Monday, February 16, 2009

Healthy eating

Charlie Brooker gets it dead right.
The standard tuckshop brands of crisps are shameful things, to be eaten in secret on a car journey. Of course, the fey "gourmet" varieties - thicker, hand-cooked "artisan" crisps with flavours such as Aged Stilton and Ambassador's Port - are still considered acceptable by the food Nazis, provided they're served in a bowl at a cocktail party, surrounded by organic vol-au-vents and snobs. That's because our food neurosis is actually snootiness in disguise.
We can't just enjoy food, it has to be the food that we are told we have to enjoy because it is 'good' for us. And 'wholesome' food is an indicator of class. Its consumption is an act of worthiness, not of pleasure.

For instance, I hate wholemeal bread with a vengeance. It contains the indigestible, cardboard-tasting bits that millers spent centuries learning how to remove and gives me chronic indigestion. I ate it for years and told myself how nice it was until one liberating moment when I saw a video about teaching methods that showed a charismatic doctor throwing bread rolls around the lecture theatre ranting about how bad bran was for you. I went straight out and bought one of those rare endangered species, a white bread sandwich, and relished it. It has been white for me ever since. Indigestion tablets are now reserved for a surfeit of cheap, rough wine.

The class angle is important though, and not just because of food snobbery. A bad diet and rotten health go with being poor. However, this is not an issue about educating the lower orders about the virtues of the vile, it is about ending poverty. And that means making delicious, fresh food easily available without it carrying covert meanings about the sort of person you are.

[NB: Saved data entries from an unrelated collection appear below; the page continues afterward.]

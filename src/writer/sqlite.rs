//! SQLite trade database
//!
//! All records go into a single database file, `<data_folder>/trade-logs/trades.db`.
//! Every record is inserted by its own autocommit statement with
//! `synchronous = FULL`: once the insert returns, the row is durable and the
//! cursor moves past it. A failed insert leaves no partial row behind.

use std::fmt;
use std::io;
use std::marker::PhantomData;
use std::path::{Path, PathBuf};
use std::time::Duration;

use rusqlite::types::Value;
use rusqlite::{params_from_iter, Connection};

use super::csv::TRADE_LOGS_FOLDER;
use super::errors::{PersistError, PersistResult};
use super::fs as bucket_fs;
use super::RecordWriter;
use crate::batch::BatchCursor;
use crate::config::EngineConfig;
use crate::crash_point::{maybe_crash, points};
use crate::record::{SaveOptions, SqlRecord, SqlValue};

/// Storage type name of the SQLite backend.
pub const STORAGE_TYPE: &str = "sqlite";

/// File name of the trade database.
pub const DATABASE_FILE_NAME: &str = "trades.db";

const BUSY_TIMEOUT: Duration = Duration::from_secs(5);

/// Inserts records into an SQLite database, one transaction per record.
pub struct SqliteWriter<R> {
    path: PathBuf,
    connection: Option<Connection>,
    _records: PhantomData<fn(R)>,
}

impl<R> fmt::Debug for SqliteWriter<R> {
    fn fmt(&self, f: &mut fmt::Formatter<'_>) -> fmt::Result {
        f.debug_struct("SqliteWriter")
            .field("path", &self.path)
            .field("open", &self.connection.is_some())
            .finish()
    }
}

impl<R: SqlRecord> SqliteWriter<R> {
    /// Creates a writer for `<data_folder>/trade-logs/trades.db`.
    pub fn new(data_folder: impl AsRef<Path>) -> Self {
        Self {
            path: data_folder
                .as_ref()
                .join(TRADE_LOGS_FOLDER)
                .join(DATABASE_FILE_NAME),
            connection: None,
            _records: PhantomData,
        }
    }

    /// Creates a writer from the engine configuration.
    pub fn from_config(config: &EngineConfig) -> Self {
        Self::new(config.data_folder())
    }

    /// Path of the database file.
    pub fn path(&self) -> &Path {
        &self.path
    }

    fn open(&self) -> rusqlite::Result<Connection> {
        let connection = Connection::open(&self.path)?;
        connection.busy_timeout(BUSY_TIMEOUT)?;
        connection.pragma_update(None, "synchronous", "FULL")?;
        Ok(connection)
    }

    /// The open connection; reopened if a previous attempt dropped it.
    fn connection(&mut self) -> PersistResult<&Connection> {
        if self.connection.is_none() {
            let connection = self.open().map_err(|e| {
                PersistError::append_failed("Could not open trade database", sql_error(e))
                    .with_details(format!("path: {}", self.path.display()))
            })?;
            self.connection = Some(connection);
        }
        match &self.connection {
            Some(connection) => Ok(connection),
            None => Err(PersistError::append_failed(
                "Trade database is not open",
                io::Error::new(io::ErrorKind::NotConnected, "no connection"),
            )),
        }
    }

    fn insert(connection: &Connection, record: &R, options: &SaveOptions) -> rusqlite::Result<()> {
        let mut statement = connection.prepare_cached(R::sql_insert())?;
        statement.execute(params_from_iter(record.sql_values(options).into_iter().map(to_sql_value)))?;
        Ok(())
    }
}

impl<R: SqlRecord> RecordWriter<R> for SqliteWriter<R> {
    fn storage_type(&self) -> &str {
        STORAGE_TYPE
    }

    fn setup(&mut self) -> PersistResult<()> {
        let folder = self.path.parent().unwrap_or(Path::new("."));
        std::fs::create_dir_all(folder).map_err(|e| {
            PersistError::setup_failed(
                format!("Could not create trade logs folder: {}", folder.display()),
                e,
            )
        })?;
        bucket_fs::check_dir_writable(folder)?;

        let connection = self
            .open()
            .and_then(|connection| {
                connection.execute_batch(R::sql_create_table())?;
                Ok(connection)
            })
            .map_err(|e| {
                PersistError::setup_failed("Could not create trades table", sql_error(e))
                    .with_details(format!("path: {}", self.path.display()))
            })?;
        self.connection = Some(connection);
        Ok(())
    }

    fn write_batch(&mut self, cursor: &mut BatchCursor<R>, options: &SaveOptions) -> PersistResult<()> {
        while let Some(record) = cursor.peek_next_unsaved() {
            let connection = self.connection()?;
            if let Err(e) = Self::insert(connection, record, options) {
                // Start the next attempt from a fresh connection.
                self.connection = None;
                return Err(PersistError::append_failed("Could not insert trade", sql_error(e))
                    .with_details(format!("path: {}", self.path.display())));
            }
            maybe_crash(points::SQLITE_AFTER_INSERT);
            cursor.advance();
        }
        Ok(())
    }
}

fn to_sql_value(value: SqlValue) -> Value {
    match value {
        SqlValue::Null => Value::Null,
        SqlValue::Integer(i) => Value::Integer(i),
        SqlValue::Text(s) => Value::Text(s),
    }
}

fn sql_error(e: rusqlite::Error) -> io::Error {
    io::Error::new(io::ErrorKind::Other, e.to_string())
}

A Brooker column wouldn't be the same without some superb invective and I love his descriptions of the new crisp flavours:
It captures the feeling of sitting in a greasy spoon, being dumped via text while your food repeats on you. Depressing.'s like kissing someone who's just eaten a plateful of scampi. Halfway through they belch in your mouth.

They taste precisely like a tiny cat piping hot farts through a pot-pourri pouch into your mouth.
Trouble is, they sound quite appetising to me, especially if eaten with a pint. Pub snacks should be disgusting, that's what's enjoyable about them. And you know what? I love pork scratchings.


Anonymous said...

Pub snacks should be salty, Pete. So that you buy more beer. That's why they give salted peanuts away for free. Loss leaders and all that. You love Pork scratchings? You weren't born in Gornall were you? (Or more correctly - were you'm?)

Anonymous said...

Pork scratchings? Food of the gods mate.

Anonymous said...

Food of the strange Gods that rule the Boroughs of Sandwell, Dudley, Walsall and Wolverhampton. Chief among them, if a wall in the Saltwells circa 1987 was correct is the Lord High Jeff Astle.

Anonymous said...

By the way, Pete; "White bread sandwich"? Is that three slices of white bread, with two buttered?

Anonymous said...

A fine post. Made me laugh. Lately, I've had a hankering for spam, cut in cubes and slow-cooked in a thick navy bean soup.

I remember a kid back in elementary school who would, for greater efficiency, I guess, smash his potato chips into fine millings and eat them with a spoon.

The Plump said...

I've had a hankering for spam, cut in cubes and slow-cooked in a thick navy bean soup

Are you sure you're not pregnant John.

And Mike, you've been thinking about that white bread sandwich line for ages, haven't you? Hmmm ...

Anonymous said...

Actually no, Pete. Came to me while I was having my Vegan slice and Stuffing sandwich for lunch. On white bread, of course.

But I do now sort of drift off the way Homer Simpson does, thinking "White bread sandwich , mmmmmmmmmmmm"

Warbies white is one of the things us vegans can go for, so actually the white bread sandwich might be something I should investigate further.

Still can't get over the Ditton Paul Simon thing. I remember them unveiling the plaque at Widnes with a fanfare. Maybe they got Paul Simon over to do the unfurling and he said "Hold on, it wasn't here", and then they hushed it up for a while. Hmm.

John said...

Proper scratchings, mind, with bits of meat still attached and a wiry hair or two sticking out. Not the crappy bags of prawn-cracker rejects they get away with flogging on the Saturday market.

Anonymous said...

And presumably supplied from an industrial estate in Tipton.

Anonymous said...

To get back to the point; Kaffovswinton tells me that the "Fish and Chip" flavour crisps are entirely acceptable for Vegans. Work that one out.